North v. Swartz, 79 Ill. App. 557 (1898)

Dec. 14, 1898 · Illinois Appellate Court
79 Ill. App. 557

Omer North v. C. T. Swartz and John Wadsworth.

1. Contempt of Court—Disobedience of Injunction.—Where a party obtained an injunction to prevent interference with bis entering upon demised premises for the purpose of doing fall plowing, and the tenant in possession caused his arrest for a criminal trespass, it was held that the prosecution of the criminal proceeding for trespass was a violation of the injunction.

2. Equity Practice—Verification of Bills.—It is not for parties themselves to decide whether a bill is properly verified or not, and disobey an injunction issued upon it upon their own notions of the law. A defect in the verification of the bill can not oust the court of jurisdiction.

Bill for Injunction.—Appeal from the Circuit Court of Woodford County; the Hon. John H. Moffett, Judge, presiding.

Heard in this *558court at the May term, 1898.

Affirmed.

Opinion filed December 14, 1898.

A. M. Cavan and E. J. Riley, attorneys for appellant.

A. R. Rich and Thomas Kennedy, attorneys for appellees.

Me. Justice Crabtbee

delivered the opinion of the court.

This was a bill for an injunction, brought by the appellees, Swartz and Wadsworth, to restrain appellant from interfering with Wadsworth in entering upon certain premises in the possession of appellant, to do fall plowing and destroy noxious weeds growing upon the land.

Swartz, upon behalf of some heirs whom he represented, had rented the land to appellant, for a term from March 1, 1897, to March 1, 1898.

In the summer of 1897 Swartz rented a part of the land to appellee Wadsworth, for the year commencing March 1, 1898; the remainder thereof the owners (except two minor heirs) rented to Swartz.

In the fall of 1897 appellees claimed the right to enter upon the premises to do fall plowing thereon, but appellant, being then in possession, refused to permit them to do so.
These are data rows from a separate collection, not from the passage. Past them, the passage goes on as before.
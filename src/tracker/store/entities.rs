use chrono::NaiveDateTime;

/// Timestamps are persisted as local-naive text in this format so SQLite's
/// date functions keep working on them in generated queries.
pub const TIME_FORMAT: &str = "%Y-%m-%d %H:%M:%S";

pub fn format_timestamp(time: NaiveDateTime) -> String {
    time.format(TIME_FORMAT).to_string()
}

pub fn parse_timestamp(text: &str) -> Option<NaiveDateTime> {
    NaiveDateTime::parse_from_str(text, TIME_FORMAT).ok()
}

/// One completed or in-progress row from the activities table.
#[derive(Debug, Clone, PartialEq)]
pub struct ActivitySnapshot {
    pub name: String,
    pub start_time: NaiveDateTime,
    pub end_time: Option<NaiveDateTime>,
    /// Seconds. None while the activity is still in progress.
    pub duration: Option<i64>,
}

/// Aggregate line for `category list`.
#[derive(Debug, Clone, PartialEq)]
pub struct CategorySummary {
    pub name: String,
    pub usage_count: i64,
    pub activity_count: i64,
    pub total_duration: i64,
}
Appellees then obtained from the master in chancery an injunction restraining appellant from interfering with them in doing such plowing, and they thereupon entered upon the premises and commenced worlc at the plowing.

Appellant then entered complaint before a justice of the peace against appellees, and they were arrested upon a State warrant for criminal trespass upon the premises.

A motion was entered in the Circuit Court for a rule upon appellant to show cause why he should not be attached for contempt in violating the injunction, and upon a hearing the court held that the prosecution of the criminal proceeding for trespass was a violation of the injunction, and assessed a fine upon appellant of the costs of suit, amounting to $16.05.

A hearing was also had upon a motion to dissolve the injunction for want of equity in the bill, which motion was *559sustained by the court and the injunction was dissolved, but without damages in favor of appellant. From these orders of the court refusing damages upon the dissolution of the injunction and assessing a fine against him for its violation, appellant prosecutes his appeal to this court, and assigns the above rulings of the court for error.

Appellees assign cross-errors upon the action of the court in dissolving the injunction.

We are of the opinion the statement of facts in the bill was sufficient upon its face to warrant the granting of the injunction, and the same having been issued, it was the duty of appellant to respect it. This he did not do and was properly fined. It is true the verification of the bill was defective, inasmuch as it was only sworn to upon information and belief, and that might be a sufficient reason for dissolving the injunction upon motion, but it is not for parties themselves to decide whether a bill is properly verified or not, and disobey injunctions upon their own notions of the law.

The cases cited by counsel for appellant, to the effect that it is not a contempt of court to disobey an order of a court of equity in a proceeding of the subject-matter of which equity has no jurisdiction, are not in point, for the reason that in the case at bar a court of equity clearly had jurisdiction of the subject-matter. That there might be a defect in the verification of the bill certainly could not oust the court of jurisdiction.

There was no error in refusing damages to appellant. By his own action appellees had lost all benefit of the writ, and he had sustained no damages. When the injunction was dissolved the tenancy of appellant had expired, and the objects of the injunction, as well as the time in which it could have done appellees any good, had long gone by, while appellees had derived no benefit whatever therefrom. Furthermore, appellant did not file, nor ask leave to file, any suggestion of damages, and it is a question whether he has properly saved the point for our consideration.

As to the cross-errors, we think they are not well *560assigned. For the want of a proper verification the court was clearly warranted in dissolving the injunction. But even were this not so, under the circumstances, a continuance of the injunction in force could serve no useful purpose.

On the whole, we are of opinion there are no errors in the record requiring a reversal of the decree, and it will therefore be affirmed.